Thanks again all, safe travelling all. Oh and Thumbs up for a lovely welcome.


----------



## antiquesam (May 1, 2016)

Joining gets you access to the list of Sites others have found and put on the site that can be downloaded to your satnav and Google Earth. They are in the UK and France and include many spots you would be unlikely to find on chance, but you can just enjoy the nutters on the forum if you wish.


----------



## Jo001 (May 1, 2016)

Have you taken your dog to the continent before? I can offer advice on that if needed. It's very easy! We also use the tunnel for that reason, do you know if you shop at Tesco that their vouchers can be used to pay the tunnel at three times their face value (but not the dog cost - £17 or £18 or thereabouts)!


----------



## phillybarbour (May 1, 2016)

Hi and welcome along to the site.

This is the best forum site by far. I also am a member of the Caravan Clun so can use their CL (certified locations) which are often very cheap and informal and their is lots of them around.

We go to Italy twice a year for two weeks each but really hit the driving hard and complete each leg in a day and half. So it's easily doable if you enjoy driving. Or take your time and stay for a shorter period.

Defiantly use Tesco vouchers for the tunnel if you can, it's also great with a pet as you all stay with the vehicle.


----------



## Acti (May 1, 2016)

:welcome: to the forum :drive:


----------



## jeanette (May 2, 2016)

Hi and:welcome::camper:   RELAX  and enjoy your trip and as been said this site is a wealth of information and helpfulness


----------



## tripehound (May 2, 2016)

Welcome!
One life - live it.


----------



## Deleted member 19733 (May 2, 2016)

*LAB report, Dover to Barcelona*

Here is another taster, this time the LAB report is from Dover to Barcelona, click on the link

https://db.tt/oO8O5YH4

:goodluck::goodluck:


----------



## Deleted member 58925 (May 4, 2016)

*Apologies all for my late reply*

AND A very BIG Thank you,

I Know I said I would be back but something came up and the last few days I have been busy with family stuff. I’ve had two messages from Admin reminding me that I need to reply to you all but I promise I hadn’t forgotten you. 
I will try and reply to most of you all now. TTT – Alison.


----------



## delicagirl (May 5, 2016)

as far as i know there is no limit to the  number of posts you can make as a free member -   but you cannot access the POIs  (points of interest ) as a free member -  but the membership fee here will be saved many times over as you access the POIs and find free places to sleep overnight


----------



## Deleted member 58925 (May 5, 2016)

*Thanks Antiquesam*



antiquesam said:


> Joining gets you access to the list of Sites others have found and put on the site that can be downloaded to your satnav and Google Earth. They are in the UK and France and include many spots you would be unlikely to find on chance, but you can just enjoy the nutters on the forum if you wish.

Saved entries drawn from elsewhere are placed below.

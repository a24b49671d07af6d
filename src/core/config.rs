use crate::core::headset::{HANDS_FREE_FRIENDLY_NAME, HEADPHONES_FRIENDLY_NAME};
use anyhow::{Context, Result};
use serde::{Deserialize, Serialize};
use std::fs;
use std::path::{Path, PathBuf};

fn default_hands_free_name() -> String {
    HANDS_FREE_FRIENDLY_NAME.to_string()
}

fn default_headphones_name() -> String {
    HEADPHONES_FRIENDLY_NAME.to_string()
}

#[derive(Debug, Clone, PartialEq, Serialize, Deserialize)]
pub struct Config {
    /// Friendly name of the node reporting the battery level
    #[serde(default = "default_hands_free_name")]
    pub hands_free_name: String,
    /// Friendly name of the node reporting the connection state
    #[serde(default = "default_headphones_name")]
    pub headphones_name: String,
    /// Print JSON instead of formatted text by default
    #[serde(default)]
    pub json_output: bool,
}

impl Default for Config {
    fn default() -> Self {
        Self {
            hands_free_name: default_hands_free_name(),
            headphones_name: default_headphones_name(),
            json_output: false,
        }
    }
}

impl Config {
    pub fn load() -> Result<Self> {
        let config_path = Self::get_config_path()?;
        Self::load_from(&config_path)
    }

    /// Load from an explicit path. A missing, empty or unreadable file yields
    /// the defaults.
    pub fn load_from(config_path: &Path) -> Result<Self> {
        if !config_path.exists() {
            return Ok(Config::default());
        }

        let data = fs::read_to_string(config_path)
            .with_context(|| format!("Failed to read config file: {:?}", config_path))?;

        if data.trim().is_empty() {
            return Ok(Config::default());
        }

        Ok(serde_json::from_str(&data).unwrap_or_else(|e| {
            log::warn!("Ignoring corrupt config file {:?}: {}", config_path, e);
            Config::default()
        }))
    }

    pub fn save(&self) -> Result<()> {
        let config_path = Self::get_config_path()?;
        self.save_to(&config_path)
    }

    pub fn save_to(&self, config_path: &Path) -> Result<()> {
        if let Some(parent) = config_path.parent() {
            fs::create_dir_all(parent)
                .with_context(|| format!("Failed to create config directory: {:?}", parent))?;
        }

        let data = serde_json::to_string_pretty(self).context("Failed to serialize config")?;

        fs::write(config_path, data)
            .with_context(|| format!("Failed to write config file: {:?}", config_path))?;

        Ok(())
    }

    pub fn get_config_path() -> Result<PathBuf> {
        let config_dir =
            dirs::config_dir().with_context(|| "Could not determine config directory")?;

        Ok(config_dir.join("wmipnp").join("config.json"))
    }

    pub fn set_hands_free_name(&mut self, name: String) {
        self.hands_free_name = name;
    }

    pub fn set_headphones_name(&mut self, name: String) {
        self.headphones_name = name;
    }
}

Thanks antiquesam, for all of your knowledge, I will enjoy the Nutters banter while I surf this forum when i can


----------



## Deleted member 58925 (May 5, 2016)

*Hi Delicagirl*



delicagirl said:


> you also get other discounts on insurance etc if you join the C&CClub  and their magazines are full of interesting articles if you use camp sites -  welcome and enjoy  -  as soon as you have driven the van you  wont want to let it go  back to hubby !!
> 
> driving on the right ...  you will have someone in the passenger seat to help you see....   dont worry.....  and enjoy
> 
> the POIs you can get from here are invaluable.....    best wishes



Hi Delicagirl, we missed the boat this year for discounts on M/H insurance via any club but I think we got a good deal anyway  I had my First drive in the M/H on Monday - I drove it round a quiet industrial site first to get the hang of it then took it out on the A449? all was great until coming home off a round about and I took it a bit to quick - felt like it was going to tip over :scared: My Fault - Just not used to it yet. I do know what you mean though about driving it, wanted to take my Daughter to College in it today just because I could.  Happy Days - looking forward to this big holiday.


----------



## Deleted member 58925 (May 5, 2016)

MORGANTHEMOON said:


> Welcome to the best forum for motorhomes.



Hi Morganthemoon, and thanks 
I love Wales too but since I was a child it has always rained  Gower and Borth are my favourite places but i'm sure you know more.


----------



## Deleted member 58925 (May 5, 2016)

trevskoda said:


> Not forgetting the irish nutter.:scared:welcome folks.:wave:



Hi Trevskoda, only ever been to Ireland once - football match England v Ireland in Dublin - great people, great atmosphere  and one day would love to tour the rest of the Country.


----------



## Deleted member 58925 (May 5, 2016)

loulou said:


> Hi and welcome to the forum, have fun
> 
> 
> :welcome::camper::have fun::cheers::dog::scooter::boat::boat::drive::goodluck:
> ...



Hi loulou, job still to do but def will - Thanks.


----------



## Deleted member 58925 (May 5, 2016)

Jo001 said:


> Have you taken your dog to the continent before? I can offer advice on that if needed. It's very easy! We also use the tunnel for that reason, do you know if you shop at Tesco that their vouchers can be used to pay the tunnel at three times their face value (but not the dog cost - £17 or £18 or thereabouts)!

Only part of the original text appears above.